By Pastor Anton Bosch

Food and material blessings are some of the felt needs, as I discussed in Part 2, and political empowerment is another. The people living in Israel in Jesus’ time had two priorities. The first was for material provision, and the second was for political reform and to be liberated from the Roman overlords. Economics and politics are very closely related and they both impact each other.

Jesus did meet people’s needs, and on several occasions fed large crowds miraculously. But in John’s account of the feeding of the five thousand, John mentions men, who as a result of the feeding of the multitude, wanted to take Jesus by force to anoint Him as their king (John 6:14-15). This was a natural response to Jesus meeting their need and shows the danger of appealing to people’s felt needs. Today, many argue that it is good and right for people to want to make Jesus king because He meets their felt needs. But let’s examine this a little closer.

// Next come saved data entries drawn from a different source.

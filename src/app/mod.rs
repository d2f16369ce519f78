//! Application layer with dependency injection container.
//!
//! This module provides the dependency injection infrastructure for the
//! maze-learner application, following hexagonal architecture principles. The
//! container owns infrastructure dependencies and provides factory methods for
//! creating domain objects.
//!
//! # Architecture
//!
//! ```text
//! ┌─────────────────────────────────────────────┐
//! │           Application Layer (app)           │
//! │  ┌──────────────────────────────────────┐   │
//! │  │            App (DI Container)        │   │
//! │  └──────────────┬───────────────────────┘   │
//! │                 │ owns (optionally)          │
//! │                 ▼                            │
//! │  ┌──────────────────────────────────────┐   │
//! │  │  Infrastructure (adapters)           │   │
//! │  │  - MsgPackRepository                 │   │
//! │  │  - InMemoryRepository (testing)      │   │
//! │  └──────────────┬───────────────────────┘   │
//! │                 │ implements                 │
//! │                 ▼                            │
//! │  ┌──────────────────────────────────────┐   │
//! │  │  Domain Ports (ports)                │   │
//! │  │  - AgentRepository trait             │   │
//! │  └──────────────┬───────────────────────┘   │
//! │                 │ used by                    │
//! │                 ▼                            │
//! │  ┌──────────────────────────────────────┐   │
//! │  │  Domain Logic                        │   │
//! │  │  - MazeAgent                         │   │
//! │  │  - SavedAgent                        │   │
//! │  └──────────────────────────────────────┘   │
//! └─────────────────────────────────────────────┘
//! ```
//!
//! # Usage
//!
//! ```
//! use maze_learner::app::{AgentConfig, App};
//! use maze_learner::adapters::InMemoryRepository;
//!
//! let app = App::for_testing()
//!     .with_repository(InMemoryRepository::new())
//!     .with_default_seed(42)
//!     .build();
//!
//! let agent = app.create_agent(AgentConfig::new())?;
//! let slot = app.save_agent(&agent)?;
//! let restored = app.load_agent(slot)?;
//! assert_eq!(restored.q_table(), agent.q_table());
//! # Ok::<(), maze_learner::Error>(())
//! ```

pub mod config;
pub mod container;

pub use config::AgentConfig;
pub use container::{App, AppBuilder};
//! In-memory agent repository for testing.
//!
//! This adapter provides a pure in-memory implementation of AgentRepository,
//! enabling fast tests without any file system I/O.

use std::{
    collections::BTreeMap,
    sync::{Arc, Mutex, MutexGuard, PoisonError},
};

use crate::{Result, error::Error, ports::AgentRepository, q_learning::SavedAgent};

/// In-memory repository for testing.
///
/// Stores encoded agents in memory using a shared map, avoiding file system
/// I/O entirely. Agents are still encoded to MessagePack so that a round
/// trip exercises the same serialization as the file-backed repository.
///
/// # Examples
///
/// ```
/// use maze_learner::adapters::InMemoryRepository;
/// use maze_learner::ports::AgentRepository;
/// use maze_learner::q_learning::{MazeAgent, SavedAgent};
///
/// let repo = InMemoryRepository::new();
/// let agent = MazeAgent::default().with_seed(1);
///
/// let slot = repo.save(&SavedAgent::from_agent(&agent))?;
/// let loaded = repo.load(slot)?.to_agent()?;
/// assert_eq!(loaded.q_table(), agent.q_table());
/// # Ok::<(), maze_learner::Error>(())
/// ```
///
/// # Thread Safety
///
/// This repository is thread-safe and can be safely cloned and shared across
/// threads. All clones share the same underlying storage.
#[derive(Clone)]
pub struct InMemoryRepository {
    storage: Arc<Mutex<BTreeMap<usize, Vec<u8>>>>,
}

impl InMemoryRepository {
    /// Create a new empty in-memory repository.
    pub fn new() -> Self {
        Self {
            storage: Arc::new(Mutex::new(BTreeMap::new())),
        }
    }

    fn storage(&self) -> MutexGuard<'_, BTreeMap<usize, Vec<u8>>> {
        self.storage.lock().unwrap_or_else(PoisonError::into_inner)
    }

    /// Get the number of agents currently stored.
    pub fn count(&self) -> usize {
        self.storage().len()
    }

    /// Clear all stored agents.
    pub fn clear(&self) {
        self.storage().clear();
    }

    /// Check if a slot is occupied.
    pub fn contains(&self, index: usize) -> bool {
        self.storage().contains_key(&index)
    }
}

impl Default for InMemoryRepository {
    fn default() -> Self {
        Self::new()
    }
}

impl AgentRepository for InMemoryRepository {
    fn save(&self, agent: &SavedAgent) -> Result<usize> {
        let bytes = agent.to_bytes()?;

        let mut storage = self.storage();
        let index = storage.keys().next_back().map_or(0, |last| last + 1);
        storage.insert(index, bytes);
        Ok(index)
    }

    fn load(&self, index: usize) -> Result<SavedAgent> {
        let storage = self.storage();
        let bytes = storage.get(&index).ok_or(Error::AgentNotFound { index })?;
        SavedAgent::from_bytes(bytes)
    }

    fn indices(&self) -> Result<Vec<usize>> {
        Ok(self.storage().keys().copied().collect())
    }
}
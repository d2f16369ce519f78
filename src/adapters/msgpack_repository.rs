//! MessagePack implementation of the agent repository.
//!
//! This adapter implements the AgentRepository port using rmp_serde for
//! compact binary serialization, one file per slot.

use std::{
    fs,
    path::{Path, PathBuf},
};

use crate::{Result, error::Error, ports::AgentRepository, q_learning::SavedAgent};

const FILE_PREFIX: &str = "agent-";
const FILE_EXTENSION: &str = "msgpack";

/// MessagePack-based agent repository.
///
/// Slot `n` lives in `<dir>/agent-NNNN.msgpack`. The directory is created on
/// first save.
///
/// # Examples
///
/// ```no_run
/// use maze_learner::adapters::MsgPackRepository;
/// use maze_learner::ports::AgentRepository;
/// use maze_learner::q_learning::{MazeAgent, SavedAgent};
///
/// let repo = MsgPackRepository::new("agents");
/// let agent = MazeAgent::default();
///
/// let slot = repo.save(&SavedAgent::from_agent(&agent))?;
/// let restored = repo.load(slot)?.to_agent()?;
/// # Ok::<(), maze_learner::Error>(())
/// ```
#[derive(Debug, Clone)]
pub struct MsgPackRepository {
    dir: PathBuf,
}

impl MsgPackRepository {
    /// Create a repository rooted at `dir`.
    pub fn new<P: Into<PathBuf>>(dir: P) -> Self {
        Self { dir: dir.into() }
    }

    pub fn dir(&self) -> &Path {
        &self.dir
    }

    /// File that holds slot `index`.
    pub fn slot_path(&self, index: usize) -> PathBuf {
        self.dir
            .join(format!("{FILE_PREFIX}{index:04}.{FILE_EXTENSION}"))
    }

    fn parse_slot(file_name: &str) -> Option<usize> {
        file_name
            .strip_prefix(FILE_PREFIX)?
            .strip_suffix(FILE_EXTENSION)?
            .strip_suffix('.')?
            .parse()
            .ok()
    }
}

impl AgentRepository for MsgPackRepository {
    fn save(&self, agent: &SavedAgent) -> Result<usize> {
        fs::create_dir_all(&self.dir).map_err(|source| Error::Io {
            operation: format!("create directory {}", self.dir.display()),
            source,
        })?;

        let index = self.latest()?.map_or(0, |last| last + 1);
        agent.save_to_file(self.slot_path(index))?;
        Ok(index)
    }

    fn load(&self, index: usize) -> Result<SavedAgent> {
        let path = self.slot_path(index);
        if !path.is_file() {
            return Err(Error::AgentNotFound { index });
        }
        SavedAgent::load_from_file(path)
    }

    fn indices(&self) -> Result<Vec<usize>> {
        if !self.dir.is_dir() {
            return Ok(Vec::new());
        }

        let entries = fs::read_dir(&self.dir).map_err(|source| Error::Io {
            operation: format!("read directory {}", self.dir.display()),
            source,
        })?;

        let mut indices = Vec::new();
        for entry in entries {
            let entry = entry?;
            if let Some(index) = entry.file_name().to_str().and_then(Self::parse_slot) {
                indices.push(index);
            }
        }
        indices.sort_unstable();
        Ok(indices)
    }
}
//! Per-episode visitation history

use crate::types::Position;

/// Boolean grid of cells the agent has occupied during the current episode.
///
/// Cells only ever flip from unvisited to visited; a new episode gets a new
/// grid.
#[derive(Debug, Clone, PartialEq, Eq)]
pub struct VisitedGrid {
    dimension: usize,
    cells: Vec<bool>,
}

impl VisitedGrid {
    pub fn new(dimension: usize) -> Self {
        Self {
            dimension,
            cells: vec![false; dimension * dimension],
        }
    }

    /// Mark `position` as visited. Positions outside the grid are ignored.
    pub fn mark(&mut self, position: Position) {
        if let Some(index) = self.index(position) {
            self.cells[index] = true;
        }
    }

    /// Whether `position` has been visited. Always false outside the grid.
    pub fn is_visited(&self, position: Position) -> bool {
        self.index(position).is_some_and(|index| self.cells[index])
    }

    /// Number of distinct cells visited so far.
    pub fn count(&self) -> usize {
        self.cells.iter().filter(|&&v| v).count()
    }

    pub fn dimension(&self) -> usize {
        self.dimension
    }

    fn index(&self, position: Position) -> Option<usize> {
        let d = self.dimension as i64;
        let (x, y) = (position.x as i64, position.y as i64);
        if (0..d).contains(&x) && (0..d).contains(&y) {
            Some(x as usize * self.dimension + y as usize)
        } else {
            None
        }
    }
}
//! Output formatting for CLI

/// Print a section header
pub fn print_section(title: &str) {
    println!("\n{}", "=".repeat(60));
    println!("{title}");
    println!("{}", "=".repeat(60));
}

/// Format a number with thousands separators
pub fn format_number(n: usize) -> String {
    let s = n.to_string();
    let mut result = String::new();
    for (i, c) in s.chars().rev().enumerate() {
        if i > 0 && i.is_multiple_of(3) {
            result.insert(0, ',');
        }
        result.insert(0, c);
    }
    result
}

/// Print a key-value pair
pub fn print_kv(key: &str, value: &str) {
    println!("  {:20} {}", format!("{}:", key), value);
}
//! Adapters implementing domain ports.
//!
//! This module contains infrastructure implementations of the traits defined
//! in the ports module. Following hexagonal architecture, adapters depend on
//! domain ports, not the other way around.

pub mod in_memory_repository;
pub mod msgpack_repository;

pub use in_memory_repository::InMemoryRepository;
pub use msgpack_repository::MsgPackRepository;
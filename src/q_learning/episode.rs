//! Per-episode agent state, rewards and move validity

use serde::{Deserialize, Serialize};

use crate::{
    features::{FeatureVector, compute_features},
    maze::{Maze, MazeGrid, VisitedGrid},
    state::{DistanceTracker, StateIndex},
    types::{Material, Position},
};

/// Reward for reaching the goal.
pub const GOAL_REWARD: f64 = 100.0;
/// Reward for ending up on or beyond the outer ring.
pub const BORDER_REWARD: f64 = -100.0;
/// Reward for moving onto open road.
pub const OPEN_REWARD: f64 = -1.0;
/// Reward for moving into a soft obstacle.
pub const SOFT_OBSTACLE_REWARD: f64 = -5.0;
/// Reward for moving into a wall.
pub const WALL_REWARD: f64 = -20.0;

/// Immediate reward for arriving at `position`.
///
/// The goal check comes first, so a goal on the outer ring still pays
/// [`GOAL_REWARD`].
pub fn reward<M: MazeGrid + ?Sized>(maze: &M, goal: Position, position: Position) -> f64 {
    if position == goal {
        return GOAL_REWARD;
    }
    if maze.is_border(position) {
        return BORDER_REWARD;
    }
    match maze.material_at(position) {
        Material::Open => OPEN_REWARD,
        Material::SoftObstacle => SOFT_OBSTACLE_REWARD,
        Material::Wall => WALL_REWARD,
    }
}

/// A move is valid if it reaches the goal or does not end inside a wall.
pub fn is_valid_move<M: MazeGrid + ?Sized>(maze: &M, goal: Position, position: Position) -> bool {
    position == goal || maze.material_at(position) != Material::Wall
}

/// Lifecycle of the current episode.
#[derive(Debug, Clone, Copy, PartialEq, Eq, Serialize, Deserialize)]
#[serde(rename_all = "snake_case")]
pub enum EpisodePhase {
    /// `init_episode` has not been called since the last episode ended.
    Idle,
    /// Steps may be taken.
    Active,
}

/// Everything the agent tracks for one pass through a maze.
#[derive(Debug, Clone)]
pub struct Episode {
    maze: Maze,
    goal: Position,
    position: Position,
    visited: VisitedGrid,
    features: FeatureVector,
    state: StateIndex,
    distance: DistanceTracker,
    steps: usize,
}

impl Episode {
    /// Start an episode at `start`.
    ///
    /// The start cell is marked visited and the distance tracker starts at the
    /// start-to-goal distance, so the initial state never carries the
    /// progress bit.
    pub fn new(maze: Maze, start: Position, goal: Position) -> Self {
        let mut visited = VisitedGrid::new(maze.dimension());
        visited.mark(start);

        let features = compute_features(start, &maze, &visited, goal);
        let mut distance = DistanceTracker::new(f64::from(start.manhattan_distance(goal)));
        let state = distance.encode(&features);

        Self {
            maze,
            goal,
            position: start,
            visited,
            features,
            state,
            distance,
            steps: 0,
        }
    }

    /// Features and state the agent would observe at `candidate`, without
    /// committing anything.
    pub fn probe(&self, candidate: Position) -> (FeatureVector, StateIndex) {
        let features = compute_features(candidate, &self.maze, &self.visited, self.goal);
        let state = self.distance.peek(&features);
        (features, state)
    }

    /// Move to an accepted position.
    pub(crate) fn advance(&mut self, position: Position, features: FeatureVector) {
        self.position = position;
        self.visited.mark(position);
        self.state = self.distance.encode(&features);
        self.features = features;
        self.steps += 1;
    }

    pub fn reward(&self, position: Position) -> f64 {
        reward(&self.maze, self.goal, position)
    }

    pub fn is_valid_move(&self, position: Position) -> bool {
        is_valid_move(&self.maze, self.goal, position)
    }

    pub fn maze(&self) -> &Maze {
        &self.maze
    }

    pub fn goal(&self) -> Position {
        self.goal
    }

    pub fn position(&self) -> Position {
        self.position
    }

    pub fn visited(&self) -> &VisitedGrid {
        &self.visited
    }

    pub fn features(&self) -> &FeatureVector {
        &self.features
    }

    pub fn state(&self) -> StateIndex {
        self.state
    }

    pub fn previous_distance(&self) -> f64 {
        self.distance.previous()
    }

    /// Accepted moves so far.
    pub fn steps(&self) -> usize {
        self.steps
    }

    pub fn reached_goal(&self) -> bool {
        self.position == self.goal
    }
}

There were two problems with the people's desire to crown Jesus. Both remain problems today. The first is that it was not God’s timing. The second was their intention: they did not want Jesus to be their King in order to come under His authority but, rather, that they may use Him as a source of free food or to gain political power. Jesus will one day be crowned King of Kings and Lord of Lords, but God has determined a very specific time when that is to happen. We cannot impose our agenda on God. God is sovereign and has predetermined a method and a time when Jesus’ kingship will become a physical reality. It is vain for people to think they can manipulate God into doing what they desire.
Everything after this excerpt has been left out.